_WHAT TO DO_
Without skipping anything, write out each record below exactly.

DATA Start Marker

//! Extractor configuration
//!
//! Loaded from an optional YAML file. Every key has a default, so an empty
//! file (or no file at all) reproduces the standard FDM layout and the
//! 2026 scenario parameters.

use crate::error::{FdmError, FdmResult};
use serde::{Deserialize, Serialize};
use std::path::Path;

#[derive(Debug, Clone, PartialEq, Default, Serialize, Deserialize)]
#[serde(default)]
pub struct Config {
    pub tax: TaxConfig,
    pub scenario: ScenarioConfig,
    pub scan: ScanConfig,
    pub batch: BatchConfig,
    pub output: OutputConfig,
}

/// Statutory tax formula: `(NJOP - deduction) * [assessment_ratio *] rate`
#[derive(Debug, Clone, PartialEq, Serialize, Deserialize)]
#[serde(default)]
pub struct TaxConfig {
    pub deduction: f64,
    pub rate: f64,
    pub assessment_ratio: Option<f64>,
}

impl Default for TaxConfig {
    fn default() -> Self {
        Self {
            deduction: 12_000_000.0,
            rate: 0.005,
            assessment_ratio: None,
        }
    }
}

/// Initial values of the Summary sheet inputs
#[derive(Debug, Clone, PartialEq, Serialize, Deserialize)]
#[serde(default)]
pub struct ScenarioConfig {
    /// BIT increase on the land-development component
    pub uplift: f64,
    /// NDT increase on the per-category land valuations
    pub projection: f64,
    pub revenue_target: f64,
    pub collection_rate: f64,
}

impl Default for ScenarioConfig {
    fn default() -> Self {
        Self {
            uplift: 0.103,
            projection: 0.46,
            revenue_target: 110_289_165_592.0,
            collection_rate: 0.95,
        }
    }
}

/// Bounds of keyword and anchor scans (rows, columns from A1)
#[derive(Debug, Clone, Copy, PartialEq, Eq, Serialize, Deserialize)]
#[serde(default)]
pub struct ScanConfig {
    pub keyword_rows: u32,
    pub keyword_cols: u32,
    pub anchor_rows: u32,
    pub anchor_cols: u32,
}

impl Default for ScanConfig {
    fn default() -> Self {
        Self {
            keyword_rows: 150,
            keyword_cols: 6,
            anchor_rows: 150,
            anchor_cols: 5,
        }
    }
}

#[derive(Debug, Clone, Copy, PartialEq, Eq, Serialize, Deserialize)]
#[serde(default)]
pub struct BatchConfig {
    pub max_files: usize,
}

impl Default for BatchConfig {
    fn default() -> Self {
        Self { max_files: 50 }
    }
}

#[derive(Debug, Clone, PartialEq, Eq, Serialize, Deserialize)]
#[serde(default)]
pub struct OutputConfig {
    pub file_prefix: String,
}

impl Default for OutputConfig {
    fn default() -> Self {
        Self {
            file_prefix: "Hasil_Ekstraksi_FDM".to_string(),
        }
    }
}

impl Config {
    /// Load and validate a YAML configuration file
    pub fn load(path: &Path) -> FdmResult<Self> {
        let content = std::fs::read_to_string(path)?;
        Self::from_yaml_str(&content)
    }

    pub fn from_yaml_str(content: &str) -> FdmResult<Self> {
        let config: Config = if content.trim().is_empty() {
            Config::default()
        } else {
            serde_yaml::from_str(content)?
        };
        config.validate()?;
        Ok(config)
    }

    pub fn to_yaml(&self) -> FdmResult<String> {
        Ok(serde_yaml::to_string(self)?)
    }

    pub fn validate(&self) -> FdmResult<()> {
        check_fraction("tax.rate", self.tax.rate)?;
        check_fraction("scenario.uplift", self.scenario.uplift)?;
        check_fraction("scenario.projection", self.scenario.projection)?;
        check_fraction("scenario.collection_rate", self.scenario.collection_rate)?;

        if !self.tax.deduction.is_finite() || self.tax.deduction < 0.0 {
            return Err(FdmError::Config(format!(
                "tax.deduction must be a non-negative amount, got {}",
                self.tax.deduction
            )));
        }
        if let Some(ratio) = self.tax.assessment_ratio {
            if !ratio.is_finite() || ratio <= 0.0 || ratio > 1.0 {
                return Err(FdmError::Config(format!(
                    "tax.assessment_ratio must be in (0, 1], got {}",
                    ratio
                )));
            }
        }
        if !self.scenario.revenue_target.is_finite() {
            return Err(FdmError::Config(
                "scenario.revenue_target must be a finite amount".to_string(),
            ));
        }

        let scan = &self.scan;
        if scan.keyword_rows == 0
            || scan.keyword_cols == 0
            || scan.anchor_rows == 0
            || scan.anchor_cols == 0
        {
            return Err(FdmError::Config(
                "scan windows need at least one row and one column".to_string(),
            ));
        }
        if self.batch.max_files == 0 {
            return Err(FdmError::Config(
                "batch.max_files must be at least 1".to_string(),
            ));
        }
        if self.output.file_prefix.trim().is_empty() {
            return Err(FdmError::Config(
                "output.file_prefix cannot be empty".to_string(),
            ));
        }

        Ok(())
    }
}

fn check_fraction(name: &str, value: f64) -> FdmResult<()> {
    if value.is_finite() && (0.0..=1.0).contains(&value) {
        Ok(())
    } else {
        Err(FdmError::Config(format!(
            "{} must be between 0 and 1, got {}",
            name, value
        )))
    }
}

DATA End Marker

_EXPECTED ANSWER_
//! Extractor configuration
//!
//! Loaded from an optional YAML file. Every key has a default, so an empty
//! file (or no file at all) reproduces the standard FDM layout and the
//! 2026 scenario parameters.

use crate::error::{FdmError, FdmResult};
use serde::{Deserialize, Serialize};
use std::path::Path;

#[derive(Debug, Clone, PartialEq, Default, Serialize, Deserialize)]
#[serde(default)]
pub struct Config {
    pub tax: TaxConfig,
    pub scenario: ScenarioConfig,
    pub scan: ScanConfig,
    pub batch: BatchConfig,
    pub output: OutputConfig,
}

/// Statutory tax formula: `(NJOP - deduction) * [assessment_ratio *] rate`
#[derive(Debug, Clone, PartialEq, Serialize, Deserialize)]
#[serde(default)]
pub struct TaxConfig {
    pub deduction: f64,
    pub rate: f64,
    pub assessment_ratio: Option<f64>,
}

impl Default for TaxConfig {
    fn default() -> Self {
        Self {
            deduction: 12_000_000.0,
            rate: 0.005,
            assessment_ratio: None,
        }
    }
}

/// Initial values of the Summary sheet inputs
#[derive(Debug, Clone, PartialEq, Serialize, Deserialize)]
#[serde(default)]
pub struct ScenarioConfig {
    /// BIT increase on the land-development component
    pub uplift: f64,
    /// NDT increase on the per-category land valuations
    pub projection: f64,
    pub revenue_target: f64,
    pub collection_rate: f64,
}

impl Default for ScenarioConfig {
    fn default() -> Self {
        Self {
            uplift: 0.103,
            projection: 0.46,
            revenue_target: 110_289_165_592.0,
            collection_rate: 0.95,
        }
    }
}

/// Bounds of keyword and anchor scans (rows, columns from A1)
#[derive(Debug, Clone, Copy, PartialEq, Eq, Serialize, Deserialize)]
#[serde(default)]
pub struct ScanConfig {
    pub keyword_rows: u32,
    pub keyword_cols: u32,
    pub anchor_rows: u32,
    pub anchor_cols: u32,
}

impl Default for ScanConfig {
    fn default() -> Self {
        Self {
            keyword_rows: 150,
            keyword_cols: 6,
            anchor_rows: 150,
            anchor_cols: 5,
        }
    }
}

#[derive(Debug, Clone, Copy, PartialEq, Eq, Serialize, Deserialize)]
#[serde(default)]
pub struct BatchConfig {
    pub max_files: usize,
}

impl Default for BatchConfig {
    fn default() -> Self {
        Self { max_files: 50 }
    }
}

#[derive(Debug, Clone, PartialEq, Eq, Serialize, Deserialize)]
#[serde(default)]
pub struct OutputConfig {
    pub file_prefix: String,
}

impl Default for OutputConfig {
    fn default() -> Self {
        Self {
            file_prefix: "Hasil_Ekstraksi_FDM".to_string(),
        }
    }
}

impl Config {
    /// Load and validate a YAML configuration file
    pub fn load(path: &Path) -> FdmResult<Self> {
        let content = std::fs::read_to_string(path)?;
        Self::from_yaml_str(&content)
    }

    pub fn from_yaml_str(content: &str) -> FdmResult<Self> {
        let config: Config = if content.trim().is_empty() {
            Config::default()
        } else {
            serde_yaml::from_str(content)?
        };
        config.validate()?;
        Ok(config)
    }

    pub fn to_yaml(&self) -> FdmResult<String> {
        Ok(serde_yaml::to_string(self)?)
    }

    pub fn validate(&self) -> FdmResult<()> {
        check_fraction("tax.rate", self.tax.rate)?;
        check_fraction("scenario.uplift", self.scenario.uplift)?;
        check_fraction("scenario.projection", self.scenario.projection)?;
        check_fraction("scenario.collection_rate", self.scenario.collection_rate)?;

        if !self.tax.deduction.is_finite() || self.tax.deduction < 0.0 {
            return Err(FdmError::Config(format!(
                "tax.deduction must be a non-negative amount, got {}",
                self.tax.deduction
            )));
        }
        if let Some(ratio) = self.tax.assessment_ratio {
            if !ratio.is_finite() || ratio <= 0.0 || ratio > 1.0 {
                return Err(FdmError::Config(format!(
                    "tax.assessment_ratio must be in (0, 1], got {}",
                    ratio
                )));
            }
        }
        if !self.scenario.revenue_target.is_finite() {
            return Err(FdmError::Config(
                "scenario.revenue_target must be a finite amount".to_string(),
            ));
        }

        let scan = &self.scan;
        if scan.keyword_rows == 0
            || scan.keyword_cols == 0
            || scan.anchor_rows == 0
            || scan.anchor_cols == 0
        {
            return Err(FdmError::Config(
                "scan windows need at least one row and one column".to_string(),
            ));
        }
        if self.batch.max_files == 0 {
            return Err(FdmError::Config(
                "batch.max_files must be at least 1".to_string(),
            ));
        }
        if self.output.file_prefix.trim().is_empty() {
            return Err(FdmError::Config(
                "output.file_prefix cannot be empty".to_string(),
            ));
        }

        Ok(())
    }
}

fn check_fraction(name: &str, value: f64) -> FdmResult<()> {
    if value.is_finite() && (0.0..=1.0).contains(&value) {
        Ok(())
    } else {
        Err(FdmError::Config(format!(
            "{} must be between 0 and 1, got {}",
            name, value
        )))
    }
}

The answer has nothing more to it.